Host SNAREs mediate fusion of vacuoles containing Legionella pneumophila with vesicles exiting the endoplasmic reticulum

Legionella pneumophila is an intracellular pathogen that initially resides in a plasma membrane‐derived vacuole that fuses with endoplasmic reticulum‐derived vesicles to create a specialized organelle that supports bacterial replication. Host SNARE proteins were examined to determine the mechanism of fusion of this vacuole with early secretory vesicles. Localization studies determined that plasma membrane t‐SNARES are associated with vacuoles containing Legionella shortly after bacterial uptake into mammalian cells.
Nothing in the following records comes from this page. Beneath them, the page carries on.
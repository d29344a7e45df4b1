//! End-to-end routing tests through `Kernel::run`.

use axum::http::StatusCode;
use route_kernel::error::ErrorHandler;
use route_kernel::{Handler, KernelError, Request, Response};
use serde_json::{json, Value};

mod common;

use common::{echo, TestSite};

fn json_body(response: &Response) -> Value {
    serde_json::from_slice(response.body()).unwrap()
}

#[test]
fn test_not_installed_routes_everything_to_installer() {
    let site = TestSite::not_installed();
    site.write("Core/Assets/CSS/app.css", "body{}");
    let kernel = site.kernel();
    kernel.rebuild_routes();

    for path in ["/", "/AdminPlugins", "/anything/at/all"] {
        let res = kernel.run(&Request::get(path));
        assert_eq!(res.status(), StatusCode::OK, "{path}");
        assert!(res.text().starts_with("Installer"), "{path}");
    }

    let res = kernel.run(&Request::get("/Core/Assets/CSS/app.css"));
    assert_eq!(res.status(), StatusCode::OK);
    assert_eq!(res.content_type(), Some("text/css"));
    assert_eq!(res.text(), "body{}");
}

#[test]
fn test_installed_defaults() {
    let site = TestSite::installed();
    let kernel = site.kernel();

    assert_eq!(kernel.run(&Request::get("/")).text(), "Dashboard /");
    assert_eq!(kernel.run(&Request::get("/AdminPlugins")).text(), "AdminPlugins /AdminPlugins");
    assert_eq!(kernel.resolve("/api/3/products").unwrap().handler(), "ApiRoot");
    assert_eq!(kernel.resolve("/MyFiles/doc.pdf").unwrap().handler(), "Myfiles");
}

#[test]
fn test_exact_and_wildcard_do_not_overlap() {
    let site = TestSite::installed();
    let kernel = site
        .builder()
        .handler("Exact", echo("Exact"))
        .handler("Nested", echo("Nested"))
        .build();
    kernel.add_route("/a", "Exact", 0, "");
    kernel.add_route("/a/*", "Nested", 0, "");

    assert_eq!(kernel.run(&Request::get("/a")).text(), "Exact /a");
    assert_eq!(kernel.run(&Request::get("/a/b/c")).text(), "Nested /a/b/c");
    assert_eq!(kernel.run(&Request::get("/ab")).status(), StatusCode::NOT_FOUND);
}

#[test]
fn test_base_path_is_stripped_and_miss_reports_raw_path() {
    let mut site = TestSite::installed();
    site.config.kernel.route = "/erp".to_string();
    let kernel = site.kernel();

    assert_eq!(kernel.run(&Request::get("/erp")).text(), "Dashboard /");
    assert_eq!(kernel.run(&Request::get("/erp/AdminPlugins")).text(), "AdminPlugins /AdminPlugins");

    let res = kernel.run(&Request::get("/erp/nowhere").with_content_type("application/json"));
    assert_eq!(res.status(), StatusCode::NOT_FOUND);
    assert_eq!(
        json_body(&res),
        json!({ "error": "Page not found", "path": "/erp/nowhere" })
    );
}

#[test]
fn test_priority_zero_shadows_default_homepage() {
    let site = TestSite::installed();
    let kernel = site.builder().handler("Landing", echo("Landing")).build();

    kernel.add_routes(|r| r.add_route("/", "Landing", 0, ""));
    kernel.rebuild_routes();
    assert_eq!(kernel.run(&Request::get("/")).text(), "Landing /");
}

#[test]
fn test_save_then_load_round_trip() {
    let site = TestSite::installed();
    let kernel = site.builder().handler("Shop", echo("Shop")).build();
    kernel.add_route("/shop", "Shop", 0, "shop");
    kernel.add_route("/store", "Shop", 0, "shop");
    assert!(kernel.routes().get("/shop").is_none());

    assert!(kernel.save_routes());
    assert!(site.root().join("MyFiles/routes.json").is_file());

    let reloaded = site.builder().handler("Shop", echo("Shop")).build();
    assert_eq!(reloaded.run(&Request::get("/store")).text(), "Shop /store");
    assert_eq!(reloaded.routes().get("/store"), kernel.routes().get("/store"));
    assert_eq!(reloaded.run(&Request::get("/shop")).status(), StatusCode::NOT_FOUND);
}

#[test]
fn test_malformed_override_document_is_ignored() {
    let site = TestSite::installed();
    site.write(
        "MyFiles/routes.json",
        r#"{"/shop": {"controller": "Shop"}, "/bad": {"position": 3}}"#,
    );
    let kernel = site.kernel();

    assert!(kernel.resolve("/shop").is_err());
    assert_eq!(kernel.run(&Request::get("/")).text(), "Dashboard /");
}

#[test]
fn test_save_reports_failure() {
    let mut site = TestSite::installed();
    site.write("blocker", "not a directory");
    site.config.kernel.routes_file = "blocker/routes.json".into();
    let kernel = site.kernel();

    assert!(!kernel.save_routes());
}

#[test]
fn test_rebuild_discovers_controllers() {
    let site = TestSite::installed();
    site.write("Dinamic/Controller/ListCliente.rs", "");
    site.write("Dinamic/Controller/Installer.rs", "");
    site.write("Dinamic/Controller/notes.txt", "");
    let kernel = site.builder().handler("ListCliente", echo("ListCliente")).build();

    kernel.rebuild_routes();
    let routes = kernel.routes();
    assert_eq!(
        routes.get("/ListCliente").map(|r| r.handler.as_str()),
        Some("Dinamic::Controller::ListCliente")
    );
    assert!(routes.get("/Installer").is_none());
    assert!(routes.get("/notes").is_none());

    assert_eq!(kernel.run(&Request::get("/ListCliente")).text(), "ListCliente /ListCliente");
}

#[test]
fn test_rebuild_uses_configured_homepage() {
    let mut site = TestSite::installed();
    site.config
        .settings
        .entry("default".into())
        .or_default()
        .insert("homepage".into(), json!("Welcome"));
    let kernel = site.builder().handler("Welcome", echo("Welcome")).build();

    assert_eq!(kernel.run(&Request::get("/")).text(), "Dashboard /");
    kernel.rebuild_routes();
    assert_eq!(kernel.run(&Request::get("/")).text(), "Welcome /");
}

struct Forbidden;

impl Handler for Forbidden {
    fn run(&mut self, _request: &Request, _response: &mut Response) -> Result<(), KernelError> {
        Err(KernelError::tagged("AccessDenied", "not allowed"))
    }
}

struct AccessDenied(KernelError);

impl ErrorHandler for AccessDenied {
    fn run(&mut self, _request: &Request, response: &mut Response) {
        response.set_status(StatusCode::FORBIDDEN);
        response.write(format!("denied: {}", self.0));
    }
}

#[test]
fn test_tagged_error_uses_override_handler() {
    let site = TestSite::installed();
    let kernel = site
        .builder()
        .handler("Secret", |_, _| Box::new(Forbidden))
        .error_handler("AccessDenied", |err| Box::new(AccessDenied(err)))
        .build();
    kernel.add_route("/secret", "Secret", 0, "");

    let res = kernel.run(&Request::get("/secret"));
    assert_eq!(res.status(), StatusCode::FORBIDDEN);
    assert_eq!(res.text(), "denied: not allowed");
}

#[test]
fn test_unknown_tag_falls_back_to_default_error() {
    let site = TestSite::installed();
    let kernel = site.builder().handler("Secret", |_, _| Box::new(Forbidden)).build();
    kernel.add_route("/secret", "Secret", 0, "");

    let res = kernel.run(&Request::get("/secret").with_content_type("application/json"));
    assert_eq!(res.status(), StatusCode::INTERNAL_SERVER_ERROR);
    assert_eq!(json_body(&res), json!({ "error": "not allowed" }));
}

struct Crash;

impl Handler for Crash {
    fn run(&mut self, _request: &Request, response: &mut Response) -> Result<(), KernelError> {
        response.write("partial output");
        let items: Vec<u32> = Vec::new();
        let _ = items[3];
        Ok(())
    }
}

#[test]
fn test_panic_yields_diagnostic_page() {
    let site = TestSite::installed();
    let kernel = site.builder().handler("Crash", |_, _| Box::new(Crash)).build();
    kernel.add_route("/crash", "Crash", 0, "");

    let res = kernel.run(&Request::get("/crash"));
    assert_eq!(res.status(), StatusCode::INTERNAL_SERVER_ERROR);
    let html = res.text();
    assert!(!html.contains("partial output"));
    assert!(html.contains("index out of bounds"));

    let res = kernel.run(&Request::get("/crash").with_content_type("application/json"));
    let body = json_body(&res);
    assert!(body["error"].as_str().unwrap().contains("index out of bounds"));
}

struct CatchesOwnPanic;

impl Handler for CatchesOwnPanic {
    fn run(&mut self, _request: &Request, response: &mut Response) -> Result<(), KernelError> {
        let items: Vec<u32> = Vec::new();
        let caught = std::panic::catch_unwind(|| items[1]);
        response.write(format!("recovered={}", caught.is_err()));
        Ok(())
    }
}

#[test]
fn test_panic_recovered_inside_handler_is_not_fatal() {
    let site = TestSite::installed();
    let kernel = site
        .builder()
        .handler("Recovering", |_, _| Box::new(CatchesOwnPanic))
        .build();
    kernel.add_route("/rec", "Recovering", 0, "");

    let res = kernel.run(&Request::get("/rec"));
    assert_eq!(res.status(), StatusCode::OK);
    assert_eq!(res.text(), "recovered=true");

    // Escaped panics are still reported
    let kernel = site.builder().handler("Crash", |_, _| Box::new(Crash)).build();
    kernel.add_route("/crash", "Crash", 0, "");
    assert_eq!(kernel.run(&Request::get("/crash")).status(), StatusCode::INTERNAL_SERVER_ERROR);
}

#[test]
fn test_default_kernel_serves_catalog_without_registrations() {
    let site = TestSite::installed();
    site.write("MyFiles/report.txt", "q3");
    let kernel = route_kernel::Kernel::init(site.config.clone());

    assert_eq!(kernel.run(&Request::get("/")).status(), StatusCode::OK);
    assert_eq!(kernel.run(&Request::get("/login")).status(), StatusCode::OK);
    let res = kernel.run(&Request::get("/MyFiles/report.txt"));
    assert_eq!(res.status(), StatusCode::OK);
    assert_eq!(res.text(), "q3");
}

#[test]
fn test_healthy_request_is_untouched_by_fatal_check() {
    let site = TestSite::installed();
    let kernel = site.kernel();

    let res = kernel.run(&Request::get("/"));
    assert_eq!(res.status(), StatusCode::OK);
    assert_eq!(res.text(), "Dashboard /");
}

#[test]
fn test_asset_traversal_is_not_found() {
    let site = TestSite::installed();
    site.write("Core/Assets/app.js", "x");
    site.write("secret.txt", "s");
    let kernel = site.kernel();

    assert_eq!(kernel.run(&Request::get("/Core/Assets/app.js")).status(), StatusCode::OK);
    assert_eq!(
        kernel.run(&Request::get("/Core/Assets/../../secret.txt")).status(),
        StatusCode::NOT_FOUND
    );
}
Syntaxin‐2, Syntaxin‐3, Syntaxin‐4, and SNAP23 were all localized to vacuoles containing Legionella . The v‐SNARE Sec22b was rapidly recruited to vacuoles containing Legionella after internalization. Reducing production of Syntaxins by RNAi inhibited the recruitment of Sec22b to vacuoles containing Legionella . Infection by Legionella induced the formation of SNARE complexes containing plasma membrane Syntaxins, SNAP23, and Sec22b. Syntaxin, SNAP23, and Sec22b complexes formed during infection were dissociated upon the addition of NSF/α‐SNAP, indicating that these are functional SNARE complexes. Thus, Legionella has the ability to manipulate the pairing of host SNARE proteins to efficiently promote fusion of a plasma membrane‐derived vacuole with early secretory vesicles. NIH grant R01 AI041699 supported this work.